§ Directions for this task: Each entry must be output once more without any change.

§ Dataset extract:

--------------------------------------------------

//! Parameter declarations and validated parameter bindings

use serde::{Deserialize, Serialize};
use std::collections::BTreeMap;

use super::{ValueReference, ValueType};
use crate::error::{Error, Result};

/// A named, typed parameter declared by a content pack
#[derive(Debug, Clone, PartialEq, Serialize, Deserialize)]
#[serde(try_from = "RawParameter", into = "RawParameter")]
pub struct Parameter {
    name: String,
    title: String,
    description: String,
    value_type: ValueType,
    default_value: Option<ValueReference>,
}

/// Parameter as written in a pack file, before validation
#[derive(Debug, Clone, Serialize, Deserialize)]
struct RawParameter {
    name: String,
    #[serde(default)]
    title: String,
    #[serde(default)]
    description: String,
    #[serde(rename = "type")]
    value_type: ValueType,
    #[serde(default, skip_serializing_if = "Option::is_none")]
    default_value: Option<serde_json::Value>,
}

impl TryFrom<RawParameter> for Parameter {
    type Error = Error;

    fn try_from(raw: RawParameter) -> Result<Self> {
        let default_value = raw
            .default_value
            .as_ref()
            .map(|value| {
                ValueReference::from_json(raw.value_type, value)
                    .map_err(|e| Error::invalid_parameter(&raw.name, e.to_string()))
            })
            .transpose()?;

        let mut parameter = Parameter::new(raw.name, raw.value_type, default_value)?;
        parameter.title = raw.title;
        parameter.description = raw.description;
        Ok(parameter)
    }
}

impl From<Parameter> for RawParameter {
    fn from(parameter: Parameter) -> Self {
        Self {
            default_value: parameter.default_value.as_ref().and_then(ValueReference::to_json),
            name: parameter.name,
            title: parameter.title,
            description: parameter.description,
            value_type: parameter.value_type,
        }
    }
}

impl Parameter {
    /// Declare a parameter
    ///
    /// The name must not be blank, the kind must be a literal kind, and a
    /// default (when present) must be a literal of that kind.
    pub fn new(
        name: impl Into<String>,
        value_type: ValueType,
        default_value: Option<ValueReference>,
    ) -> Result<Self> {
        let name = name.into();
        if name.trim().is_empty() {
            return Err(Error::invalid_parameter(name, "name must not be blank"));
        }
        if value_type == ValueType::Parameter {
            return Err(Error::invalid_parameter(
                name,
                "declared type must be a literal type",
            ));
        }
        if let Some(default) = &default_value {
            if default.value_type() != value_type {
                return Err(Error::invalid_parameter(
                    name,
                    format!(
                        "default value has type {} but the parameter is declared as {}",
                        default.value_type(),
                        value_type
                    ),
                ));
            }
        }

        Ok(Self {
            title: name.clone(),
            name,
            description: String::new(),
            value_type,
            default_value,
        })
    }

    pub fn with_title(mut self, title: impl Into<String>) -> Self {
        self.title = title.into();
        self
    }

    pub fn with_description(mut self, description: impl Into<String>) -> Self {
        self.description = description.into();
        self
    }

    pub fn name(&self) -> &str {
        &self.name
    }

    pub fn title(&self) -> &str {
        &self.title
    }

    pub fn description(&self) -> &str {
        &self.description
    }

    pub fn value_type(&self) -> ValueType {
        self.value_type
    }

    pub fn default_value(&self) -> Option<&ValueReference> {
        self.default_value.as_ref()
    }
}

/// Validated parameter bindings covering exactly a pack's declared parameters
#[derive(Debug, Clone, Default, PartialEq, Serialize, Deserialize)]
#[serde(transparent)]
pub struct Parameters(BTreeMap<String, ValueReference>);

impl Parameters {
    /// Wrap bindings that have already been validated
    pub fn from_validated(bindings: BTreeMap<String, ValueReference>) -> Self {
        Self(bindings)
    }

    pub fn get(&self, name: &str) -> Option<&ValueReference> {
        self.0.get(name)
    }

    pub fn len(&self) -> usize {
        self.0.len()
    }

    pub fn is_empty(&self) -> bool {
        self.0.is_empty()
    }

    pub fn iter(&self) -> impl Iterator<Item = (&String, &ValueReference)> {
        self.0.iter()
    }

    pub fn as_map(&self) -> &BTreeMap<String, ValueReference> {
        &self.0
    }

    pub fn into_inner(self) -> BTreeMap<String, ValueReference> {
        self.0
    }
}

--------------------------------------------------

§ Your response:
//! Parameter declarations and validated parameter bindings

use serde::{Deserialize, Serialize};
use std::collections::BTreeMap;

use super::{ValueReference, ValueType};
use crate::error::{Error, Result};

/// A named, typed parameter declared by a content pack
#[derive(Debug, Clone, PartialEq, Serialize, Deserialize)]
#[serde(try_from = "RawParameter", into = "RawParameter")]
pub struct Parameter {
    name: String,
    title: String,
    description: String,
    value_type: ValueType,
    default_value: Option<ValueReference>,
}

/// Parameter as written in a pack file, before validation
#[derive(Debug, Clone, Serialize, Deserialize)]
struct RawParameter {
    name: String,
    #[serde(default)]
    title: String,
    #[serde(default)]
    description: String,
    #[serde(rename = "type")]
    value_type: ValueType,
    #[serde(default, skip_serializing_if = "Option::is_none")]
    default_value: Option<serde_json::Value>,
}

impl TryFrom<RawParameter> for Parameter {
    type Error = Error;

    fn try_from(raw: RawParameter) -> Result<Self> {
        let default_value = raw
            .default_value
            .as_ref()
            .map(|value| {
                ValueReference::from_json(raw.value_type, value)
                    .map_err(|e| Error::invalid_parameter(&raw.name, e.to_string()))
            })
            .transpose()?;

        let mut parameter = Parameter::new(raw.name, raw.value_type, default_value)?;
        parameter.title = raw.title;
        parameter.description = raw.description;
        Ok(parameter)
    }
}

impl From<Parameter> for RawParameter {
    fn from(parameter: Parameter) -> Self {
        Self {
            default_value: parameter.default_value.as_ref().and_then(ValueReference::to_json),
            name: parameter.name,
            title: parameter.title,
            description: parameter.description,
            value_type: parameter.value_type,
        }
    }
}

impl Parameter {
    /// Declare a parameter
    ///
    /// The name must not be blank, the kind must be a literal kind, and a
    /// default (when present) must be a literal of that kind.
    pub fn new(
        name: impl Into<String>,
        value_type: ValueType,
        default_value: Option<ValueReference>,
    ) -> Result<Self> {
        let name = name.into();
        if name.trim().is_empty() {
            return Err(Error::invalid_parameter(name, "name must not be blank"));
        }
        if value_type == ValueType::Parameter {
            return Err(Error::invalid_parameter(
                name,
                "declared type must be a literal type",
            ));
        }
        if let Some(default) = &default_value {
            if default.value_type() != value_type {
                return Err(Error::invalid_parameter(
                    name,
                    format!(
                        "default value has type {} but the parameter is declared as {}",
                        default.value_type(),
                        value_type
                    ),
                ));
            }
        }

        Ok(Self {
            title: name.clone(),
            name,
            description: String::new(),
            value_type,
            default_value,
        })
    }

    pub fn with_title(mut self, title: impl Into<String>) -> Self {
        self.title = title.into();
        self
    }

    pub fn with_description(mut self, description: impl Into<String>) -> Self {
        self.description = description.into();
        self
    }

    pub fn name(&self) -> &str {
        &self.name
    }

    pub fn title(&self) -> &str {
        &self.title
    }

    pub fn description(&self) -> &str {
        &self.description
    }

    pub fn value_type(&self) -> ValueType {
        self.value_type
    }

    pub fn default_value(&self) -> Option<&ValueReference> {
        self.default_value.as_ref()
    }
}

/// Validated parameter bindings covering exactly a pack's declared parameters
#[derive(Debug, Clone, Default, PartialEq, Serialize, Deserialize)]
#[serde(transparent)]
pub struct Parameters(BTreeMap<String, ValueReference>);

impl Parameters {
    /// Wrap bindings that have already been validated
    pub fn from_validated(bindings: BTreeMap<String, ValueReference>) -> Self {
        Self(bindings)
    }

    pub fn get(&self, name: &str) -> Option<&ValueReference> {
        self.0.get(name)
    }

    pub fn len(&self) -> usize {
        self.0.len()
    }

    pub fn is_empty(&self) -> bool {
        self.0.is_empty()
    }

    pub fn iter(&self) -> impl Iterator<Item = (&String, &ValueReference)> {
        self.0.iter()
    }

    pub fn as_map(&self) -> &BTreeMap<String, ValueReference> {
        &self.0
    }

    pub fn into_inner(self) -> BTreeMap<String, ValueReference> {
        self.0
    }
}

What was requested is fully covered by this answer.